Stored records:
//! Error types for waypoint-engine.

use std::path::PathBuf;

use thiserror::Error;

use waypoint_core::{ConfigError, HistoryError, RegistryError, UnitId};

use crate::unit::UnitFailure;
use crate::vcs::VcsError;

/// All errors that can arise while planning or executing migrations.
#[derive(Debug, Error)]
pub enum EngineError {
    /// The unit did not signal completion before the configured timeout.
    #[error("Timeout of {timeout_ms} ms exceeded for migration: \"{unit}\"")]
    Timeout { unit: UnitId, timeout_ms: u64 },

    /// The unit reported a failure, panicked, or dropped its completion handle.
    #[error("migration \"{unit}\" failed: {source}")]
    Execution {
        unit: UnitId,
        #[source]
        source: UnitFailure,
    },

    /// The unit source could not produce a runnable unit.
    #[error("cannot load migration \"{unit}\": {reason}")]
    UnitLoad { unit: UnitId, reason: String },

    /// The unit succeeded but the ledger write that should record it failed.
    #[error("migration \"{unit}\" succeeded but history could not be saved: {source}")]
    History {
        unit: UnitId,
        #[source]
        source: HistoryError,
    },

    /// A version-control operation failed.
    #[error("version control error: {0}")]
    VersionControl(#[from] VcsError),

    /// A required argument for sync / post-checkout is missing.
    #[error("configuration error: {0}")]
    Configuration(String),

    #[error("config error: {0}")]
    Config(#[from] ConfigError),

    #[error("registry error: {0}")]
    Registry(#[from] RegistryError),

    /// An I/O error, with annotated path for context.
    #[error("I/O error at {path}: {source}")]
    Io {
        path: PathBuf,
        #[source]
        source: std::io::Error,
    },
}

impl EngineError {
    /// Unit the error is attached to, if it came from executing one.
    pub fn unit(&self) -> Option<&UnitId> {
        match self {
            EngineError::Timeout { unit, .. }
            | EngineError::Execution { unit, .. }
            | EngineError::UnitLoad { unit, .. }
            | EngineError::History { unit, .. } => Some(unit),
            _ => None,
        }
    }
}

/// Convenience constructor for [`EngineError::Io`].
pub(crate) fn io_err(path: impl Into<PathBuf>, source: std::io::Error) -> EngineError {
    EngineError::Io {
        path: path.into(),
        source,
    }
}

• **What to produce**:
This exercise calls for the entries to be restated exactly.

• **Answer to this task**:
//! Error types for waypoint-engine.

use std::path::PathBuf;

use thiserror::Error;

use waypoint_core::{ConfigError, HistoryError, RegistryError, UnitId};

use crate::unit::UnitFailure;
use crate::vcs::VcsError;

/// All errors that can arise while planning or executing migrations.
#[derive(Debug, Error)]
pub enum EngineError {
    /// The unit did not signal completion before the configured timeout.
    #[error("Timeout of {timeout_ms} ms exceeded for migration: \"{unit}\"")]
    Timeout { unit: UnitId, timeout_ms: u64 },

    /// The unit reported a failure, panicked, or dropped its completion handle.
    #[error("migration \"{unit}\" failed: {source}")]
    Execution {
        unit: UnitId,
        #[source]
        source: UnitFailure,
    },

    /// The unit source could not produce a runnable unit.
    #[error("cannot load migration \"{unit}\": {reason}")]
    UnitLoad { unit: UnitId, reason: String },

    /// The unit succeeded but the ledger write that should record it failed.
    #[error("migration \"{unit}\" succeeded but history could not be saved: {source}")]
    History {
        unit: UnitId,
        #[source]
        source: HistoryError,
    },

    /// A version-control operation failed.
    #[error("version control error: {0}")]
    VersionControl(#[from] VcsError),

    /// A required argument for sync / post-checkout is missing.
    #[error("configuration error: {0}")]
    Configuration(String),

    #[error("config error: {0}")]
    Config(#[from] ConfigError),

    #[error("registry error: {0}")]
    Registry(#[from] RegistryError),

    /// An I/O error, with annotated path for context.
    #[error("I/O error at {path}: {source}")]
    Io {
        path: PathBuf,
        #[source]
        source: std::io::Error,
    },
}

impl EngineError {
    /// Unit the error is attached to, if it came from executing one.
    pub fn unit(&self) -> Option<&UnitId> {
        match self {
            EngineError::Timeout { unit, .. }
            | EngineError::Execution { unit, .. }
            | EngineError::UnitLoad { unit, .. }
            | EngineError::History { unit, .. } => Some(unit),
            _ => None,
        }
    }
}

/// Convenience constructor for [`EngineError::Io`].
pub(crate) fn io_err(path: impl Into<PathBuf>, source: std::io::Error) -> EngineError {
    EngineError::Io {
        path: path.into(),
        source,
    }
}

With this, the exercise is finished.